Aim of the task
Spot each line in the data below containing "trace" and copy it.

Source data
☆ ☆ ☆ ☆ ☆ ☆ ☆

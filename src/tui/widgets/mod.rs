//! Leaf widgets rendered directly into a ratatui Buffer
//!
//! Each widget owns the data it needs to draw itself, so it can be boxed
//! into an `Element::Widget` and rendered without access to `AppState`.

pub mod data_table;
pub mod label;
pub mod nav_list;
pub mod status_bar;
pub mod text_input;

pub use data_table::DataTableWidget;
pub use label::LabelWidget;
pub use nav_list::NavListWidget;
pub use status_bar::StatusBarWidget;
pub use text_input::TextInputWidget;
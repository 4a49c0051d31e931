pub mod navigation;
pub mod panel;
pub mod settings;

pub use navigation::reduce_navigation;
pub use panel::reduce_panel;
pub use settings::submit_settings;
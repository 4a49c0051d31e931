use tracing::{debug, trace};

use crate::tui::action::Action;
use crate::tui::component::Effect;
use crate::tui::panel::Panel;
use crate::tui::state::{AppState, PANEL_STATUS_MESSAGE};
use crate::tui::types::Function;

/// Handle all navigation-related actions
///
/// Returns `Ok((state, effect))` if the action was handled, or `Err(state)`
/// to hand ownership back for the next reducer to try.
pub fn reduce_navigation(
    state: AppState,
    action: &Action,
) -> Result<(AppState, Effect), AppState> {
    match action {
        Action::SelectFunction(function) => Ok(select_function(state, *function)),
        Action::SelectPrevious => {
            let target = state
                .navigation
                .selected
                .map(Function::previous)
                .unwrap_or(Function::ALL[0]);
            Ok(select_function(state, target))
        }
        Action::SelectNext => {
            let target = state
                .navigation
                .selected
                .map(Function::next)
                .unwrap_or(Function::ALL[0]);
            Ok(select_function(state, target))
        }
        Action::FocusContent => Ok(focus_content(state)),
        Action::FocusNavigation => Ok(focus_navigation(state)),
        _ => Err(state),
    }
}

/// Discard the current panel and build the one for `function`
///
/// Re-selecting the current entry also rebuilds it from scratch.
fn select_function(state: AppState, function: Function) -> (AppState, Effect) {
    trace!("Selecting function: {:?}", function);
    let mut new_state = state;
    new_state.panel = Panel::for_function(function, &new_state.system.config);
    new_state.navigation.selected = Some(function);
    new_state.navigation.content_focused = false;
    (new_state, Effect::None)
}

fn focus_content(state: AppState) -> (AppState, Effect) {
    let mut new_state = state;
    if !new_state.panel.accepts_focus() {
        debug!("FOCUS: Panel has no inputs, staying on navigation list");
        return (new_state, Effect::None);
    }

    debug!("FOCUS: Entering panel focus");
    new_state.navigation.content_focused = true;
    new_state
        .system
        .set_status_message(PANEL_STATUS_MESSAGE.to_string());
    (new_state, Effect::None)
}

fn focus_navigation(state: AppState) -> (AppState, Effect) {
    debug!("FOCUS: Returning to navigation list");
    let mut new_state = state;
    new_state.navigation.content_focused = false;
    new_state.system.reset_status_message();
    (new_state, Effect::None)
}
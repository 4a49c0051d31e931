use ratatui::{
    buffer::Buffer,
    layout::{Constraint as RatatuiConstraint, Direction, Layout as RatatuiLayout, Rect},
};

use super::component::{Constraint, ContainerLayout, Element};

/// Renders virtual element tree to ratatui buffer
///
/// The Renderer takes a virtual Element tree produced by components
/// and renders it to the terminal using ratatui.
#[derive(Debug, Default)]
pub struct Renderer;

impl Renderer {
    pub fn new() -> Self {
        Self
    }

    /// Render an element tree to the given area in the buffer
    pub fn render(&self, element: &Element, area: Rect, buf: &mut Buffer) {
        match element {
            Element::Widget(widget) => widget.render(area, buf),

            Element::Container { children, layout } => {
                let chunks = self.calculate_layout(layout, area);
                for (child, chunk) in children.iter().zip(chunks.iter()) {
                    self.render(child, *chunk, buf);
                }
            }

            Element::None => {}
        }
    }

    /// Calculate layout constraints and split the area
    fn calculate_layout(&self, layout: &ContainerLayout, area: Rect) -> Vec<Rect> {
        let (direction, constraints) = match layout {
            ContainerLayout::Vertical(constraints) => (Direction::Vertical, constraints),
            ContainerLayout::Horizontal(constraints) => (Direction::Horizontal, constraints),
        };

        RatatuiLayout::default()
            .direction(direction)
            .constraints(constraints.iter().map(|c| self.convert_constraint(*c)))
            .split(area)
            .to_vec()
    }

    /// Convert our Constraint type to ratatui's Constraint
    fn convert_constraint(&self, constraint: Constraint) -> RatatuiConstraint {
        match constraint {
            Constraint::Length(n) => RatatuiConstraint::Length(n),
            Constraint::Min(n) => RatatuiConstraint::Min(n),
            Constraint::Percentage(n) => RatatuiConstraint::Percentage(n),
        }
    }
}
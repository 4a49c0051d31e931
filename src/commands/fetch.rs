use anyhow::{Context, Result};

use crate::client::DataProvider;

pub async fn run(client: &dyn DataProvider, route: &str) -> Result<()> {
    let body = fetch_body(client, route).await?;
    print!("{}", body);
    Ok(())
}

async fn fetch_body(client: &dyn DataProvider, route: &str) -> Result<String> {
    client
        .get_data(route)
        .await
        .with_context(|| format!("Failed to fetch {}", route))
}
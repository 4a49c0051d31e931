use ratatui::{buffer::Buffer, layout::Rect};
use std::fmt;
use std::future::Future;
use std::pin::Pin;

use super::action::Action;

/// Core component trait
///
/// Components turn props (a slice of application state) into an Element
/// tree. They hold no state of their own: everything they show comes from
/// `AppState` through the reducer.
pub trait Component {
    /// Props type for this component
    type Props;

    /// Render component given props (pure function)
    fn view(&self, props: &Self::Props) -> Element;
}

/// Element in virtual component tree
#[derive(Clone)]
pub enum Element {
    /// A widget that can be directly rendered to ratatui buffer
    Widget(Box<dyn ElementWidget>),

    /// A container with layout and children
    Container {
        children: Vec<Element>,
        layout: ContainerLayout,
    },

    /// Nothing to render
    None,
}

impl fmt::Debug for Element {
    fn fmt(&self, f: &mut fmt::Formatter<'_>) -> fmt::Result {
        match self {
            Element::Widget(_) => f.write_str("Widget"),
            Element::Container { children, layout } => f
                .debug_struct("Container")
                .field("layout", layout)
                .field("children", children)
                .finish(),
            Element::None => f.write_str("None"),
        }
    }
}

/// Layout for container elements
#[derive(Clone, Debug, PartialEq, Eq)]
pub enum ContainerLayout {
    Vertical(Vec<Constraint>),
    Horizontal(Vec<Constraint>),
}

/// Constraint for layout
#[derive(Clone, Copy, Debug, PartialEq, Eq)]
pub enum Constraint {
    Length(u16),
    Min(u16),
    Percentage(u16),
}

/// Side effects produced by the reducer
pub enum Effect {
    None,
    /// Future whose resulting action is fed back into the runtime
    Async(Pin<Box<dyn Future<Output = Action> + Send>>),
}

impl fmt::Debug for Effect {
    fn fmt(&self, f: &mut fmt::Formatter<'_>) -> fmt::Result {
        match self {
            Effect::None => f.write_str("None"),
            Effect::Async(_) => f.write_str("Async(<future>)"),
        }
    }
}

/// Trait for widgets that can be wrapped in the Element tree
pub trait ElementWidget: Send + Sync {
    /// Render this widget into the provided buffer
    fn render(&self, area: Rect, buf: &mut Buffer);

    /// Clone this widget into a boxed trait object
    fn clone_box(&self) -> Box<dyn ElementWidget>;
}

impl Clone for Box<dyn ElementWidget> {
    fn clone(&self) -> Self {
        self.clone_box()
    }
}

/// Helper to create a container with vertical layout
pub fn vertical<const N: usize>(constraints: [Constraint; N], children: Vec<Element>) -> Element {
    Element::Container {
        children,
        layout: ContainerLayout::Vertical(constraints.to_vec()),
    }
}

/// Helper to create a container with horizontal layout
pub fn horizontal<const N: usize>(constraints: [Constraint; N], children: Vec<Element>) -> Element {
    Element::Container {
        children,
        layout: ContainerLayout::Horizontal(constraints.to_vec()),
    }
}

☆ ☆ ☆ ☆ ☆ ☆ ☆

Answer space
use tracing::{debug, trace};
    trace!("Selecting function: {:?}", function);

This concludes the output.